I am currently trying to understand a proof of the following Claim
Let $(\mathcal{M},g)$ be a compact, oriented Riemannian manifold and let $f:\mathcal{M} \to \mathbb{R}$ be a function. Then $$ \Delta_g u = f $$ is solvable if and only if $f$ has zero mean. (By which I mean that $\int f d \mu_g = 0 $, where $d \mu_g$ denotes the volume form on the manifold)
To prove the 'if'-direction the proof introduces the energy functional $$ E[u]:= \int_{\mathcal{M}} \left\{ \frac12 \left|du\right|^2_g+fu \right\} d \mu_g, $$ where $\left|du\right|^2_g:= g^{ij}\partial_iu \partial_j u$ and one can then see that a minimum of $E$ corresponds to a solution of the aforementioned PDE using the Euler-Lagrange equations. Now the proof continues by showing that $E$ is bounded from below and then immediately jumps to the conclusion that $E$ must have a minimum in $H_1(\mathcal{M})$.
My first question concerns the last step. How does this follow? The bound from below is given by $$ E[u] \geq - \frac{1}{2 \lambda_1} \int_{\mathcal{M}} f^2 d \mu_g, $$ if this is of any moment.
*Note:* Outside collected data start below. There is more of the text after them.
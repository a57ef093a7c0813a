//! Persisted settings backing the command store.
//!
//! Settings live under a namespace table (`[external]` by default) in a TOML
//! file that may also hold unrelated tables. Writes replace only the
//! `commands` key of the namespace and leave everything else in place.

use std::path::{Path, PathBuf};

use toml::{Table, Value};
use tracing::debug;

use crate::error::{Error, Result};
use crate::tool::{ToolCollection, ToolDefinition};

/// Namespace table holding tool settings.
pub const DEFAULT_NAMESPACE: &str = "external";

const COMMANDS_FIELD: &str = "commands";
const SHOW_TERMINAL_FIELD: &str = "show_terminal";
const SHOW_TERMINAL_ALIAS: &str = "showTerminal";

/// Storage for the tool collection and the `show_terminal` flag.
///
/// Implementations read and write the whole list; there are no deltas.
pub trait SettingsStore: Send + Sync {
    /// Read every configured tool. Missing settings yield an empty list.
    fn read_commands(&self) -> Result<ToolCollection>;

    /// Replace the persisted tool list.
    fn write_commands(&self, commands: &[ToolDefinition]) -> Result<()>;

    /// Whether the terminal should be brought forward after dispatch.
    fn show_terminal(&self) -> Result<bool>;
}

/// Settings stored in a TOML file.
#[derive(Debug, Clone)]
pub struct FileSettings {
    path: PathBuf,
    namespace: String,
}

impl FileSettings {
    pub fn new(path: impl Into<PathBuf>) -> Self {
        Self {
            path: path.into(),
            namespace: DEFAULT_NAMESPACE.to_string(),
        }
    }

    pub fn with_namespace(mut self, namespace: impl Into<String>) -> Self {
        self.namespace = namespace.into();
        self
    }

    pub fn path(&self) -> &Path {
        &self.path
    }

    fn read_table(&self) -> Result<Table> {
        if !self.path.exists() {
            return Ok(Table::new());
        }

        let content = std::fs::read_to_string(&self.path)
            .map_err(|e| Error::Persistence(format!("{}: {}", self.path.display(), e)))?;
        Ok(content.parse::<Table>()?)
    }

    fn section<'a>(&self, table: &'a Table) -> Option<&'a Table> {
        table.get(&self.namespace).and_then(Value::as_table)
    }
}

impl SettingsStore for FileSettings {
    fn read_commands(&self) -> Result<ToolCollection> {
        let table = self.read_table()?;
        match self.section(&table).and_then(|s| s.get(COMMANDS_FIELD)) {
            Some(value) => Ok(value.clone().try_into()?),
            None => Ok(Vec::new()),
        }
    }

    fn write_commands(&self, commands: &[ToolDefinition]) -> Result<()> {
        let mut table = self.read_table()?;

        let section = table
            .entry(self.namespace.clone())
            .or_insert_with(|| Value::Table(Table::new()))
            .as_table_mut()
            .ok_or_else(|| {
                Error::Persistence(format!(
                    "[{}] in {} is not a table",
                    self.namespace,
                    self.path.display()
                ))
            })?;
        section.insert(COMMANDS_FIELD.to_string(), Value::try_from(commands)?);

        if let Some(parent) = self.path.parent() {
            if !parent.as_os_str().is_empty() {
                std::fs::create_dir_all(parent).map_err(|e| {
                    Error::Persistence(format!("{}: {}", parent.display(), e))
                })?;
            }
        }

        let content = toml::to_string_pretty(&table)?;
        std::fs::write(&self.path, content)
            .map_err(|e| Error::Persistence(format!("{}: {}", self.path.display(), e)))?;

        debug!(
            "Wrote {} tool(s) to {}",
            commands.len(),
            self.path.display()
        );
        Ok(())
    }

    fn show_terminal(&self) -> Result<bool> {
        let table = self.read_table()?;
        let flag = self.section(&table).and_then(|s| {
            s.get(SHOW_TERMINAL_FIELD)
                .or_else(|| s.get(SHOW_TERMINAL_ALIAS))
                .and_then(Value::as_bool)
        });
        Ok(flag.unwrap_or(false))
    }
}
My second question is connected to uniqueness for this PDE. I heard that the solution $u$ will be unique up to an additive constant and tried to prove this in the standard way by assuming I find two solutions $u, \tilde u$ which then would satisfy $ \Delta_g (u-\tilde u) = 0$ and thus I would have $$ \int_{\mathcal{M}} \frac12 \left|d(u-\tilde u)\right|^2_g d \mu_g = 0. $$ By the positivity of the expression in the integral $ \left|d(u-\tilde u)\right|^2_g = 0$. But here I am stuck. How to proceed?
In my eyes, it would be easier to use the Lemma of Lax-Milgram to study exitence and uniqueness of your PDE, but anyway.
Since your functional is bounded from below, it has an $\inf$. Now, because it is defined on a reflexive space, this $\inf$ is in fact a $\min$.
Concerning your second question: you get more than $|d(u-\tilde{u})|^2_g=0$ pointwise: in fact, you do get that the $L^2(\mathcal M)$-norm of $d(u-\tilde{u})$ vanishes, hence $d(u-\tilde{u})=0$, i.e., $u-\tilde{u}$ is a constant.